EXERCISE PROMPT -
Lines containing "request" should be pulled from the material below.

RECORDS FOR PROCESSING -
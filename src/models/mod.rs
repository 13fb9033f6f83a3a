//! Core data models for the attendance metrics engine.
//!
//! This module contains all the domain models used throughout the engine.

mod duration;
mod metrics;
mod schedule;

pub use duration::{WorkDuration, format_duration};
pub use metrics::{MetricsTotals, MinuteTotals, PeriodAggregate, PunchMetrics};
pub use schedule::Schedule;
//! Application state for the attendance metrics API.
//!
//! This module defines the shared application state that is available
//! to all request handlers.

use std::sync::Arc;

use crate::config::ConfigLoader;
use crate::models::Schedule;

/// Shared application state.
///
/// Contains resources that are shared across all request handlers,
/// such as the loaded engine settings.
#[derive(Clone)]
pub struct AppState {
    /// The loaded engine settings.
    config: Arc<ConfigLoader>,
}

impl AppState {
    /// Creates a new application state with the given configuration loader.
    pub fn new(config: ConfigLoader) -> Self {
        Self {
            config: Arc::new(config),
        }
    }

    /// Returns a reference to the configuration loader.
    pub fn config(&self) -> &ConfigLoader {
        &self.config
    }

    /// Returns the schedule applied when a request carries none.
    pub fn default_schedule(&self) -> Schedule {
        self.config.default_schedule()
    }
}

--

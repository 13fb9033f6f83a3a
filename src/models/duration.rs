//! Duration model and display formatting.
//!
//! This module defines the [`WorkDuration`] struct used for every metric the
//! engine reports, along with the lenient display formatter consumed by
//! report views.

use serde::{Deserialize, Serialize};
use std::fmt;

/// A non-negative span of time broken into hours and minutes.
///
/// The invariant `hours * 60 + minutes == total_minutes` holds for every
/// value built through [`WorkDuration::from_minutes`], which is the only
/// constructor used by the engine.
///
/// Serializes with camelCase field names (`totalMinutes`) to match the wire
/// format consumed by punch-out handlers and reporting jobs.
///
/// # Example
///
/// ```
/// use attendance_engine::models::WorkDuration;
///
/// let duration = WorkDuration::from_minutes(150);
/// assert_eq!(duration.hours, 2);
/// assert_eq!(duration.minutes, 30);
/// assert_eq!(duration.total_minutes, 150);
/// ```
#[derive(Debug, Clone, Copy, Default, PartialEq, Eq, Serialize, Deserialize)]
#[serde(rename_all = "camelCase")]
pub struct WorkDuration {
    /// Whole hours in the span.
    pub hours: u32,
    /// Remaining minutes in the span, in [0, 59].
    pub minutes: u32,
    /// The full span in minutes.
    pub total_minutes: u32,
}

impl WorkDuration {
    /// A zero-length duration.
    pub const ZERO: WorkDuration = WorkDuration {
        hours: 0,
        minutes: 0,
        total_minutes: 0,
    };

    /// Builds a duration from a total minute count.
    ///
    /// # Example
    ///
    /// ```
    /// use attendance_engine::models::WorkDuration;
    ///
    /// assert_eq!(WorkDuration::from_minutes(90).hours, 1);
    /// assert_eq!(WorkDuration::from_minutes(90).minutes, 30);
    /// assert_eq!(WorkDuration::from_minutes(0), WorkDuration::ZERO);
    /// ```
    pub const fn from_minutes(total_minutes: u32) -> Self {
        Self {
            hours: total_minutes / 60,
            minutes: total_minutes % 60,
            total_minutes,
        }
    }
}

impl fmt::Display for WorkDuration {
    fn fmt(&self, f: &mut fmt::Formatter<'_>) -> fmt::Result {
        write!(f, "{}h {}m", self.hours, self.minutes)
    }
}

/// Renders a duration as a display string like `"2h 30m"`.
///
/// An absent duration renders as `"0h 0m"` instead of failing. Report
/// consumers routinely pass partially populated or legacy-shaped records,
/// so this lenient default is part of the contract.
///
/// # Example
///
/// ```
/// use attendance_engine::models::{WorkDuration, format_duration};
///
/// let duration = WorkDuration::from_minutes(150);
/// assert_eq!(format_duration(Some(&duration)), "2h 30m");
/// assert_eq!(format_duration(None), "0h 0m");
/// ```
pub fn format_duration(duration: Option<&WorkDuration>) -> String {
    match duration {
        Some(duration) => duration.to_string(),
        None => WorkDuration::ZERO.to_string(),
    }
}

EXERCISE OUTPUT -
//! to all request handlers.
/// Contains resources that are shared across all request handlers,
    /// Returns the schedule applied when a request carries none.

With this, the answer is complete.